On depth prediction for autonomous driving using self-supervised learning
Houssem Boulahbal
TL;DR
This work tackles depth prediction for autonomous driving using monocular self-supervised learning, addressing both immediate depth inference and future-depth forecasting. It introduces four key directions: (i) a contrario conditional GANs to enforce explicit conditionality for robust cross-domain depth and segmentation tasks; (ii) an instance-aware, transformer-based single-image-to-depth approach that handles dynamic objects by estimating per-object 6-DOF pose; (iii) a video-to-depth forecasting framework using transformers to predict future depths while maintaining spatio-temporal consistency; and (iv) a video-to-video depth model that extends forecasting to sequences of depth maps with a spatial-temporal attention architecture. Collectively, these contributions advance self-supervised monocular depth estimation, dynamics handling, and future-depth prediction, with strong performance on KITTI and related benchmarks and clear applicability to AD/ADAS systems. The work highlights the importance of explicit conditionality, dynamic-object modeling, and temporal coherence for reliable depth-based scene understanding in autonomous driving. signifying the potential for scalable, label-free perception systems in real-world driving contexts.
Abstract
Perception of the environment is a critical component for enabling autonomous driving. It provides the vehicle with the ability to comprehend its surroundings and make informed decisions. Depth prediction plays a pivotal role in this process, as it helps the understanding of the geometry and motion of the environment.

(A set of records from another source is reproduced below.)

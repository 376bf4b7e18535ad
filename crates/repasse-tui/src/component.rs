use crossterm::event::KeyEvent;
use ratatui::layout::Rect;
use ratatui::Frame;

use crate::action::Action;

/// Trait for the panels on the query screen.
pub trait Component {
    /// Handle a key event while focused. Return an Action to dispatch.
    fn handle_key_event(&mut self, _key: KeyEvent) -> Action {
        Action::None
    }

    /// Render the component into the given area.
    fn render(&self, frame: &mut Frame, area: Rect, focused: bool);
}
use std::path::PathBuf;
use std::sync::Arc;

use anyhow::{Context, Result};
use clap::Parser;
use tracing::info;
use tracing_subscriber::EnvFilter;

use repasse_core::history::HistoryCache;
use repasse_core::service::HttpService;
use repasse_tui::app::App;
use repasse_tui::config::AppConfig;

#[derive(Parser, Debug)]
#[command(
    name = "repasse",
    version,
    about = "Look up federal transfers to a municipality from the terminal"
)]
struct Cli {
    /// Path to config file (default: ~/.config/repasse/config.toml)
    #[arg(short, long)]
    config: Option<PathBuf>,

    /// Base URL of the lookup service (overrides config)
    #[arg(short = 'u', long)]
    api_url: Option<String>,

    /// History snapshot file (overrides config)
    #[arg(long)]
    history: Option<String>,

    /// Theme name (overrides config)
    #[arg(short, long)]
    theme: Option<String>,
}

#[tokio::main]
async fn main() -> Result<()> {
    let cli = Cli::parse();

    // Load config
    let mut config = match &cli.config {
        Some(path) => AppConfig::load_from(path)?,
        None => AppConfig::load(),
    };

    // Initialize logging to file
    let log_dir = dirs::data_dir()
        .unwrap_or_else(|| PathBuf::from("."))
        .join("repasse");
    std::fs::create_dir_all(&log_dir)?;
    let log_file = std::fs::File::create(log_dir.join("repasse.log"))?;

    let directive = format!("repasse={}", config.general.log_level);
    tracing_subscriber::fmt()
        .with_env_filter(EnvFilter::from_default_env().add_directive(directive.parse()?))
        .with_writer(log_file)
        .with_ansi(false)
        .init();

    info!("Repasse starting");

    // Apply CLI overrides
    if let Some(url) = cli.api_url {
        config.api.base_url = url;
    }
    if let Some(path) = cli.history {
        config.history.path = Some(path);
    }
    if let Some(theme) = cli.theme {
        config.general.theme = theme;
    }

    let service = HttpService::new(&config.api)
        .with_context(|| format!("cannot use service at {}", config.api.base_url))?;
    info!(
        "service: search {} lookup {}",
        service.search_url(),
        service.lookup_url()
    );

    let history = HistoryCache::load(config.history.resolve_path(), config.history.capacity);

    // Create and run the app
    let mut app = App::new(config, Arc::new(service), history);
    app.run().await?;

    info!("Repasse exiting");
    Ok(())
}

This thesis focuses on the challenge of depth prediction using monocular self-supervised learning techniques. The problem is approached from a broader perspective first, exploring conditional generative adversarial networks (cGANs) as a potential technique to achieve better generalization was performed. In doing so, a fundamental contribution to the conditional GANs, the acontrario cGAN was proposed. The second contribution entails a single image-to-depth self-supervised method, proposing a solution for the rigid-scene assumption using a novel transformer-based method that outputs a pose for each dynamic object. The third significant aspect involves the introduction of a video-to-depth map forecasting approach. This method serves as an extension of self-supervised techniques to predict future depths. This involves the creation of a novel transformer model capable of predicting the future depth of a given scene. Moreover, the various limitations of the aforementioned methods were addressed and a video-to-video depth maps model was proposed. This model leverages the spatio-temporal consistency of the input and output sequence to predict a more accurate depth sequence output. These methods have significant applications in autonomous driving (AD) and advanced driver assistance systems (ADAS).